Relatively, when the reference voltage VR is not greater than the
processed voltage PV1, the output end of the operational amplifier
OP1 generates a comparison signal CS with a relatively low voltage
(for example, equal to a first reference grounding voltage on the
first reference grounding voltage end GND1).
[0027] It should be mentioned incidentally that in the present
embodiment, the capacitor C23 is coupled between the reference
grounding voltage end GND1 and the positive input end of the
operational amplifier OP1, and is used as a voltage stabilizing
capacitor. The Zener diode ZD2 and the capacitor C23 are connected
between the power voltage VCC1 and the reference grounding voltage
end GND1 in series in sequence. A cathode of the Zener diode ZD2
receives the power voltage VCC1, an anode of the Zener diode ZD2 is
coupled to the capacitor C23, and is coupled to the detection
signal generator 230.
[0028] The detection signal generator 230 includes an optical
coupler 231 and resistors R24, R25 and R26. The optical coupler 231
includes a light-emitting element LED1 and a phototransistor PT1.
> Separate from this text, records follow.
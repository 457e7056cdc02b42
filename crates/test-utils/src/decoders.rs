//! Granule decoders for tests.
//!
//! [`MemoryDecoder`] serves rasters registered under a path, one per
//! overview level. [`AsciiGridDecoder`] reads a tiny whitespace separated
//! text format from disk so path resolution and I/O errors can be tested
//! end to end.

use crate::generators::decimate;
use mosaic_common::PixelBounds;
use mosaic_core::{
    AlphaMask, DecodeError, DecodeRequest, DecodedRaster, GranuleDecoder, PixelLayout, Raster,
    SampleType,
};
use std::collections::HashMap;
use std::path::{Path, PathBuf};
use std::sync::atomic::{AtomicUsize, Ordering};

enum Source {
    Levels(Vec<DecodedRaster>),
    Failing(String),
}

/// In-memory decoder keyed by granule path.
pub struct MemoryDecoder {
    format_id: String,
    sources: HashMap<PathBuf, Source>,
    decodes: AtomicUsize,
}

impl MemoryDecoder {
    pub fn new(format_id: &str) -> Self {
        Self {
            format_id: format_id.to_string(),
            sources: HashMap::new(),
            decodes: AtomicUsize::new(0),
        }
    }

    /// Single-level granule.
    pub fn with_granule(self, path: impl Into<PathBuf>, raster: Raster) -> Self {
        self.with_levels(path, vec![raster])
    }

    /// Single-level granule carrying its own validity mask.
    pub fn with_masked_granule(
        mut self,
        path: impl Into<PathBuf>,
        raster: Raster,
        mask: AlphaMask,
    ) -> Self {
        self.sources.insert(
            path.into(),
            Source::Levels(vec![DecodedRaster {
                raster,
                mask: Some(mask),
            }]),
        );
        self
    }

    /// Granule with explicit rasters per level, finest first.
    pub fn with_levels(mut self, path: impl Into<PathBuf>, levels: Vec<Raster>) -> Self {
        let levels = levels
            .into_iter()
            .map(|raster| DecodedRaster { raster, mask: None })
            .collect();
        self.sources.insert(path.into(), Source::Levels(levels));
        self
    }

    /// Granule whose overviews are decimations of `raster` by `factors`
    /// (the first factor should be 1).
    pub fn with_pyramid(self, path: impl Into<PathBuf>, raster: Raster, factors: &[usize]) -> Self {
        let levels = factors.iter().map(|&f| decimate(&raster, f)).collect();
        self.with_levels(path, levels)
    }

    /// Granule that always fails to decode.
    pub fn with_failure(mut self, path: impl Into<PathBuf>, reason: &str) -> Self {
        self.sources
            .insert(path.into(), Source::Failing(reason.to_string()));
        self
    }

    /// Number of decode calls so far, successful or not.
    pub fn decode_count(&self) -> usize {
        self.decodes.load(Ordering::Relaxed)
    }
}

impl GranuleDecoder for MemoryDecoder {
    fn format_id(&self) -> &str {
        &self.format_id
    }

    fn decode(&self, request: &DecodeRequest) -> Result<DecodedRaster, DecodeError> {
        self.decodes.fetch_add(1, Ordering::Relaxed);

        let location = request.location.display().to_string();
        let levels = match self.sources.get(&request.location) {
            Some(Source::Levels(levels)) => levels,
            Some(Source::Failing(reason)) => return Err(DecodeError::Corrupt(reason.clone())),
            None => return Err(DecodeError::NotFound(location)),
        };
        let source = levels.get(request.level).ok_or(DecodeError::MissingLevel {
            location,
            level: request.level,
        })?;

        let raster = read_region(&source.raster, request)?;
        let mask = source
            .mask
            .as_ref()
            .map(|mask| read_mask_region(mask, request));
        Ok(DecodedRaster { raster, mask })
    }
}

fn check_region(region: &PixelBounds, width: usize, height: usize) -> Result<(), DecodeError> {
    if region.is_empty()
        || region.x < 0
        || region.y < 0
        || region.max_x() > width as i64
        || region.max_y() > height as i64
    {
        return Err(DecodeError::RegionOutOfBounds {
            region: format!("{:?}", region),
            width,
            height,
        });
    }
    Ok(())
}

/// Crop and subsample the way a real decoder reading an overview does.
fn read_region(raster: &Raster, request: &DecodeRequest) -> Result<Raster, DecodeError> {
    let region = &request.region;
    check_region(region, raster.width, raster.height)?;

    let sx = request.subsampling_x.max(1) as usize;
    let sy = request.subsampling_y.max(1) as usize;
    if sx == 1 && sy == 1 {
        return raster.crop(region).ok_or_else(|| DecodeError::RegionOutOfBounds {
            region: format!("{:?}", region),
            width: raster.width,
            height: raster.height,
        });
    }

    let (width, height) = request.output_size();
    let mut data = Vec::with_capacity(width * height * raster.bands());
    for j in 0..height {
        let row = region.y as usize + j * sy;
        for i in 0..width {
            let col = region.x as usize + i * sx;
            data.extend_from_slice(raster.pixel(col, row));
        }
    }
    Ok(Raster {
        width,
        height,
        layout: raster.layout.clone(),
        data,
    })
}

fn read_mask_region(mask: &AlphaMask, request: &DecodeRequest) -> AlphaMask {
    let (width, height) = request.output_size();
    let sx = request.subsampling_x.max(1) as usize;
    let sy = request.subsampling_y.max(1) as usize;
    let mut out = AlphaMask::opaque(width, height);
    for j in 0..height {
        for i in 0..width {
            let col = (request.region.x as usize + i * sx).min(mask.width - 1);
            let row = (request.region.y as usize + j * sy).min(mask.height - 1);
            out.set(i, j, mask.get(col, row));
        }
    }
    out
}

/// Reads single-band `F64` granules from text files.
///
/// File layout: a `width height` header line, then `height` lines of
/// `width` whitespace separated numbers. Only level 0 exists.
#[derive(Debug, Default)]
pub struct AsciiGridDecoder;

impl AsciiGridDecoder {
    pub const FORMAT_ID: &'static str = "ascii-grid";
}

impl GranuleDecoder for AsciiGridDecoder {
    fn format_id(&self) -> &str {
        Self::FORMAT_ID
    }

    fn decode(&self, request: &DecodeRequest) -> Result<DecodedRaster, DecodeError> {
        if request.level != 0 {
            return Err(DecodeError::MissingLevel {
                location: request.location.display().to_string(),
                level: request.level,
            });
        }
        let raster = read_ascii_grid(&request.location)?;
        let raster = read_region(&raster, request)?;
        Ok(DecodedRaster { raster, mask: None })
    }
}

/// Parse a whole ASCII grid file.
pub fn read_ascii_grid(path: &Path) -> Result<Raster, DecodeError> {
    let text = std::fs::read_to_string(path)?;
    let mut tokens = text.split_whitespace();

    let mut next_dim = |name: &str| -> Result<usize, DecodeError> {
        tokens
            .next()
            .and_then(|t| t.parse().ok())
            .ok_or_else(|| DecodeError::Corrupt(format!("missing or invalid {}", name)))
    };
    let width = next_dim("width")?;
    let height = next_dim("height")?;

    let data = tokens
        .map(|t| {
            t.parse::<f64>()
                .map_err(|_| DecodeError::Corrupt(format!("invalid sample '{}'", t)))
        })
        .collect::<Result<Vec<_>, _>>()?;

    Raster::from_data(width, height, PixelLayout::component(SampleType::F64, 1), data)
        .ok_or_else(|| DecodeError::Corrupt(format!("expected {} samples", width * height)))
}

/// Write the first band of `raster` as an ASCII grid file.
pub fn write_ascii_grid(path: &Path, raster: &Raster) -> std::io::Result<()> {
    let mut out = format!("{} {}\n", raster.width, raster.height);
    for row in 0..raster.height {
        let line: Vec<String> = (0..raster.width)
            .map(|col| raster.get(col, row, 0).to_string())
            .collect();
        out.push_str(&line.join(" "));
        out.push('\n');
    }
    std::fs::write(path, out)
}

#[cfg(test)]
mod tests {
    use super::*;
    use crate::generators::gradient_raster;

    fn request(path: &str, level: usize, region: PixelBounds, ss: u32) -> DecodeRequest {
        DecodeRequest {
            location: PathBuf::from(path),
            level,
            region,
            subsampling_x: ss,
            subsampling_y: ss,
            format_hint: None,
        }
    }

    #[test]
    fn test_memory_decoder_crop_and_subsample() {
        let decoder = MemoryDecoder::new("mem").with_granule("/g/a", gradient_raster(6, 6, 0));

        let out = decoder
            .decode(&request("/g/a", 0, PixelBounds::new(1, 1, 5, 5), 2))
            .unwrap();
        assert_eq!((out.raster.width, out.raster.height), (3, 3));
        assert_eq!(out.raster.get(0, 0, 0), 1001.0);
        assert_eq!(out.raster.get(2, 1, 0), 3005.0);
        assert_eq!(decoder.decode_count(), 1);
    }

    #[test]
    fn test_memory_decoder_errors() {
        let decoder = MemoryDecoder::new("mem")
            .with_granule("/g/a", gradient_raster(4, 4, 0))
            .with_failure("/g/bad", "truncated");

        let region = PixelBounds::new(0, 0, 2, 2);
        assert!(matches!(
            decoder.decode(&request("/g/missing", 0, region, 1)),
            Err(DecodeError::NotFound(_))
        ));
        assert!(matches!(
            decoder.decode(&request("/g/bad", 0, region, 1)),
            Err(DecodeError::Corrupt(_))
        ));
        assert!(matches!(
            decoder.decode(&request("/g/a", 1, region, 1)),
            Err(DecodeError::MissingLevel { level: 1, .. })
        ));
        assert!(matches!(
            decoder.decode(&request("/g/a", 0, PixelBounds::new(3, 3, 2, 2), 1)),
            Err(DecodeError::RegionOutOfBounds { .. })
        ));
        assert_eq!(decoder.decode_count(), 4);
    }

    #[test]
    fn test_ascii_grid_round_trip_through_file() {
        let dir = tempfile::tempdir().unwrap();
        let path = dir.path().join("tile.txt");
        write_ascii_grid(&path, &gradient_raster(3, 2, 7)).unwrap();

        let out = AsciiGridDecoder
            .decode(&DecodeRequest {
                location: path,
                level: 0,
                region: PixelBounds::new(1, 0, 2, 2),
                subsampling_x: 1,
                subsampling_y: 1,
                format_hint: None,
            })
            .unwrap();
        assert_eq!(out.raster.layout.sample_type, SampleType::F64);
        assert_eq!(out.raster.data, vec![8.0, 9.0, 1008.0, 1009.0]);
    }

    #[test]
    fn test_ascii_grid_missing_file_is_io_error() {
        let dir = tempfile::tempdir().unwrap();
        let result = read_ascii_grid(&dir.path().join("nope.txt"));
        assert!(matches!(result, Err(DecodeError::Io(_))));
    }
}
The light-emitting element LED1 is a light-emitting diode. In FIG.
2, the light-emitting element LED1 and the resistor R26 form a
first side of the detection signal generator 230, and the
phototransistor PT1 and the resistors R24 and R25 form a second
side of the detection signal generator 230. In a connection
relationship, one end (anode) of the light-emitting element LED1 is
coupled to the anode of the Zener diode ZD2 to be coupled to the
power voltage VCC1 through the Zener diode ZD2. The other end
(cathode) of the light-emitting element LED1 receives the
comparison signal CS through the resistor R26. On the other hand,
one end of the phototransistor PT1 receives the power voltage VCC,
and the other end of the phototransistor PT1 is coupled to the
resistor R24. The resistors R24 and R25 are connected between the
phototransistor PT1 and a reference grounding voltage end GND2 in
series in sequence. Coupled end points of the resistors R24 and R25
provide a detection signal PGI.
[0029] It should be noted that the light-emitting element LED1 is
configured for generating an optics induction signal IS, and a
control end of the phototransistor PT1 is configured for receiving
the induction signal IS. The phototransistor PT1 is turned on when
the control end thereof receives the induction signal IS of enough
energy. Relatively, if the control end of the phototransistor PT1
does not receive the induction signal IS of enough energy, the
phototransistor PT1 is in a turning-off state.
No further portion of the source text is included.